In recent years, multi-agent path planning is a topic of interest to robotics. This paper studies the problem of multirobot path planning to search for lost people in a natural environment; known as WiSAR (Wilderness Search and Rescue). WiSAR is an optimization problem which requires: i) a fast and effective coverage of the area, and ii) to minimize the time, and distance traveled for finding the target. Heuristic algorithms find approximate solutions at an acceptable complexity both in time and space. This paper presents new adaptations to the Bacterial Foraging Optimization Algorithm (BFOA) that allow: 1) Semi-guided navigation and 2) Taking decisions based on a probabilistic model that represent the dynamic environment.
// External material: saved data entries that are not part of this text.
#[cfg(test)]
mod tests {
    use super::*;
    use crate::config::ControlSettings;
    use fleet_core::{MigrationStatus, Task, TaskStatus, VolumeStatus};
    use fleet_core::migration::PREPARE_SOURCE_TASK;
    use fleet_exec::RecordingGateway;
    use fleet_store::{MemoryStore, StateStore, fixture};

    fn argv(values: &[&str]) -> Vec<String> {
        values.iter().map(|s| s.to_string()).collect()
    }

    async fn run(
        store: &MemoryStore,
        gateway: &RecordingGateway,
        values: &[&str],
        upstream: Option<&str>,
    ) -> HandlerResult<String> {
        let settings = ControlSettings::default();
        let values = argv(values);
        let args = Args::new(&values);
        let tx = store.begin().await.unwrap();
        let mut ctx = HandlerCtx::new(tx, gateway, &settings, upstream);
        let result = match values[0].as_str() {
            "launch_vm" => launch_vm(&mut ctx, args).await,
            "action_vm" => action_vm(&mut ctx, args).await,
            _ => clear_vm(&mut ctx, args).await,
        };
        let (tx, _) = ctx.into_parts();
        match &result {
            Err(e) if e.rolls_back() => tx.rollback().await.unwrap(),
            _ => tx.commit().await.unwrap(),
        }
        result
    }

    /// Pending instance 42 on router 3 with two NICs; peers on hosts 9 and 11.
    fn fleet() -> fixture::FleetBuilder {
        fixture::fleet()
            .zone(2, "zone-b")
            .hyper_in_zone(7, "10.1.0.7", 2)
            .hyper(9, "10.1.0.9")
            .hyper(11, "10.1.0.11")
            .subnet(1, 5001, 3)
            .subnet(2, 5002, 3)
            .instance(42, 3, -1)
            .nic(100, 42, 1, "172.16.1.10/24", true)
            .nic(101, 42, 2, "172.16.2.10/24", false)
            .instance(43, 3, 9)
            .nic(110, 43, 1, "172.16.1.11/24", true)
            .instance(44, 3, 11)
            .nic(120, 44, 2, "172.16.2.12/24", true)
    }

    #[tokio::test]
    async fn test_launch_places_instance_and_interfaces() {
        let store = fleet().build();
        let gateway = RecordingGateway::new();
        let status = run(&store, &gateway, &["launch_vm", "42", "running", "7", "ok"], None)
            .await
            .unwrap();
        assert_eq!(status, "running");

        let snap = store.snapshot().await;
        let instance = snap.instance(42).unwrap();
        assert_eq!(instance.status, InstanceStatus::Running);
        assert_eq!(instance.hyper, 7);
        assert_eq!(instance.zone_id, 2);
        assert_eq!(instance.reason, "ok");
        assert_eq!(snap.interface(100).unwrap().hyper, 7);
        assert_eq!(snap.interface(101).unwrap().hyper, 7);

        let fdb = gateway.of_script("add_fwrule.sh");
        assert_eq!(fdb.len(), 2);
        assert_eq!(fdb[0].target, "toall=group-fdb-7:9,11");
        assert_eq!(fdb[1].target, "inter=7");
    }

    #[tokio::test]
    async fn test_launch_is_idempotent() {
        let store = fleet().build();
        let gateway = RecordingGateway::new();
        let report = ["launch_vm", "42", "running", "7", "ok"];
        run(&store, &gateway, &report, None).await.unwrap();
        let once = store.snapshot().await;
        run(&store, &gateway, &report, None).await.unwrap();
        assert_eq!(store.snapshot().await, once);
        // The second delivery does not move the instance, so nothing is re-sent.
        assert_eq!(gateway.of_script("add_fwrule.sh").len(), 2);
    }

    #[tokio::test]
    async fn test_launch_classic_never_propagates() {
        let store = fixture::fleet()
            .hyper(7, "10.1.0.7")
            .hyper(9, "10.1.0.9")
            .subnet(1, 5001, 0)
            .instance(42, 0, -1)
            .nic(100, 42, 1, "172.16.1.10/24", true)
            .instance(43, 0, 9)
            .nic(110, 43, 1, "172.16.1.11/24", true)
            .build();
        let gateway = RecordingGateway::new();
        run(&store, &gateway, &["launch_vm", "42", "running", "7", "ok"], None)
            .await
            .unwrap();
        assert!(gateway.of_script("add_fwrule.sh").is_empty());
        assert!(gateway.of_script("del_fwrule.sh").is_empty());
    }

    #[tokio::test]
    async fn test_launch_upstream_error_marks_error() {
        let store = fleet().build();
        let gateway = RecordingGateway::new();
        let status = run(
            &store,
            &gateway,
            &["launch_vm", "42"],
            Some("Resource is not enough"),
        )
        .await
        .unwrap();
        assert_eq!(status, "error");
        let snap = store.snapshot().await;
        let instance = snap.instance(42).unwrap();
        assert_eq!(instance.status, InstanceStatus::Error);
        assert_eq!(instance.reason, "Resource is not enough");
        assert_eq!(instance.hyper, -1);
        assert!(gateway.dispatches().is_empty());
    }

    #[tokio::test]
    async fn test_launch_short_args_rejected() {
        let store = fleet().build();
        let before = store.snapshot().await;
        let gateway = RecordingGateway::new();
        let err = run(&store, &gateway, &["launch_vm", "42", "running"], None)
            .await
            .unwrap_err();
        assert!(matches!(err, HandlerError::InvalidParameters { .. }));
        assert_eq!(store.snapshot().await, before);
    }

    #[tokio::test]
    async fn test_launch_skips_migrating_instance() {
        let store = fixture::fleet()
            .hyper(7, "10.1.0.7")
            .hyper(9, "10.1.0.9")
            .subnet(1, 5001, 3)
            .instance(42, 3, 7)
            .instance_status(42, InstanceStatus::Migrating)
            .nic(100, 42, 1, "172.16.1.10/24", true)
            .build();
        let gateway = RecordingGateway::new();
        run(&store, &gateway, &["launch_vm", "42", "running", "9", "ok"], None)
            .await
            .unwrap();
        let snap = store.snapshot().await;
        assert_eq!(snap.instance(42).unwrap().status, InstanceStatus::Migrating);
        assert_eq!(snap.instance(42).unwrap().hyper, 7);
        assert!(gateway.dispatches().is_empty());
    }

    #[tokio::test]
    async fn test_launch_stale_report_on_deleting() {
        let store = fleet().instance_status(42, InstanceStatus::Deleting).build();
        let gateway = RecordingGateway::new();
        let err = run(&store, &gateway, &["launch_vm", "42", "running", "7", "ok"], None)
            .await
            .unwrap_err();
        assert!(matches!(err, HandlerError::Protocol(_)));
        assert_eq!(
            store.snapshot().await.instance(42).unwrap().status,
            InstanceStatus::Deleting
        );
    }

    #[tokio::test]
    async fn test_launch_after_error_is_rejected() {
        let store = fleet().build();
        let gateway = RecordingGateway::new();
        run(&store, &gateway, &["launch_vm", "42", "error", "-1", "no host"], None)
            .await
            .unwrap();
        let err = run(&store, &gateway, &["launch_vm", "42", "running", "7", "ok"], None)
            .await
            .unwrap_err();
        assert!(matches!(err, HandlerError::Protocol(_)));
        let snap = store.snapshot().await;
        assert_eq!(snap.instance(42).unwrap().status, InstanceStatus::Error);
        assert_eq!(snap.instance(42).unwrap().hyper, -1);
        assert!(gateway.dispatches().is_empty());
    }

    #[tokio::test]
    async fn test_sync_report_recovers_error() {
        let store = fleet()
            .instance(50, 3, 9)
            .instance_status(50, InstanceStatus::Unknown)
            .build();
        let gateway = RecordingGateway::new();
        run(&store, &gateway, &["launch_vm", "50", "running", "9", "sync"], None)
            .await
            .unwrap();
        assert_eq!(
            store.snapshot().await.instance(50).unwrap().status,
            InstanceStatus::Running
        );
    }

    #[tokio::test]
    async fn test_launch_sync_pushes_everything() {
        let store = fleet()
            .public_subnet(5, 100)
            .floating_ip(1, 42, 5, "203.0.113.5/24", 300)
            .migration(5, 42, 7)
            .migration_status(5, MigrationStatus::Failed)
            .task(Task::new(5, PREPARE_SOURCE_TASK, "", TaskStatus::Failed))
            .build();
        // The failed migration was heading to host 9.
        {
            let mut tx = store.begin().await.unwrap();
            tx.update_migration(
                5,
                fleet_store::MigrationUpdate {
                    status: None,
                    target_hyper: Some(9),
                },
            )
            .await
            .unwrap();
            tx.commit().await.unwrap();
        }
        let gateway = RecordingGateway::new();
        run(&store, &gateway, &["launch_vm", "42", "running", "7", "sync"], None)
            .await
            .unwrap();

        assert_eq!(gateway.of_script("add_fwrule.sh").len(), 2);
        assert_eq!(gateway.of_script("source_migration.sh").len(), 1);
        let nic_info = gateway.of_script("sync_nic_info.sh");
        assert_eq!(nic_info.len(), 1);
        assert_eq!(nic_info[0].target, "inter=7");
        assert_eq!(nic_info[0].payload().unwrap().as_array().unwrap().len(), 2);
        assert_eq!(gateway.of_script("create_floating.sh").len(), 1);
    }

    #[tokio::test]
    async fn test_action_vm_projects_status() {
        let store = fleet().instance(50, 3, 9).build();
        let gateway = RecordingGateway::new();
        run(&store, &gateway, &["action_vm", "50", "shut_off"], None)
            .await
            .unwrap();
        assert_eq!(
            store.snapshot().await.instance(50).unwrap().status,
            InstanceStatus::ShutOff
        );
        assert!(gateway.dispatches().is_empty());
    }

    #[tokio::test]
    async fn test_action_vm_ignored_while_migrating() {
        let store = fleet()
            .instance(50, 3, 9)
            .instance_status(50, InstanceStatus::Migrating)
            .build();
        let gateway = RecordingGateway::new();
        let status = run(&store, &gateway, &["action_vm", "50", "paused"], None)
            .await
            .unwrap();
        assert_eq!(status, "migrating");
    }

    #[tokio::test]
    async fn test_action_vm_cannot_leave_error() {
        let store = fleet()
            .instance(50, 3, 9)
            .instance_status(50, InstanceStatus::Error)
            .build();
        let gateway = RecordingGateway::new();
        let err = run(&store, &gateway, &["action_vm", "50", "running"], None)
            .await
            .unwrap_err();
        assert!(matches!(err, HandlerError::Protocol(_)));
        assert_eq!(
            store.snapshot().await.instance(50).unwrap().status,
            InstanceStatus::Error
        );
    }

    #[tokio::test]
    async fn test_clear_vm_releases_everything() {
        let store = fixture::fleet()
            .hyper(7, "10.1.0.7")
            .hyper(9, "10.1.0.9")
            .subnet(1, 5001, 3)
            .subnet(2, 5002, 3)
            .instance(42, 3, 7)
            .nic(100, 42, 1, "172.16.1.10/24", true)
            .nic(101, 42, 2, "172.16.2.10/24", false)
            .volume(1, 42, true)
            .volume(2, 42, false)
            .instance(43, 3, 9)
            .nic(110, 43, 1, "172.16.1.11/24", true)
            .build();
        let gateway = RecordingGateway::new();
        run(&store, &gateway, &["clear_vm", "42"], None).await.unwrap();

        let snap = store.snapshot().await;
        assert!(snap.instance(42).is_none());
        assert!(snap.interface(100).is_none());
        assert!(snap.interface(101).is_none());
        for address in snap.addresses.iter().filter(|a| a.address.ends_with(".10/24")) {
            assert!(!address.allocated);
            assert_eq!(address.interface, 0);
        }
        assert!(snap.addresses.iter().all(|a| a.is_consistent()));
        let data = snap.volume(2).unwrap();
        assert_eq!(data.status, VolumeStatus::Available);
        assert_eq!(data.instance_id, 0);
        assert_eq!(data.target, "");
        assert_eq!(snap.volume(1).unwrap().status, VolumeStatus::Attached);

        let withdrawn = gateway.of_script("del_fwrule.sh");
        assert_eq!(withdrawn.len(), 1);
        assert_eq!(withdrawn[0].target, "toall=group-fdb-7:9");
        assert_eq!(withdrawn[0].payload().unwrap().as_array().unwrap().len(), 2);
    }

    #[tokio::test]
    async fn test_clear_vm_unknown_instance() {
        let store = fleet().build();
        let gateway = RecordingGateway::new();
        let err = run(&store, &gateway, &["clear_vm", "99"], None)
            .await
            .unwrap_err();
        assert_eq!(err.to_string(), "instance 99 not found");
    }
}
The algorithm was simulated in the Matlab platform by using a 2-D plane. Experimental results show that the proposed technique reduces 60.7% of the time and 70.6 % of the distance traveled (in average) with respect to the Grid Search technique when five agents are used in a search of a child in outdoors. Results show that this reduction can be much greater when fewer agents are deployed or the person moves at a higher rate.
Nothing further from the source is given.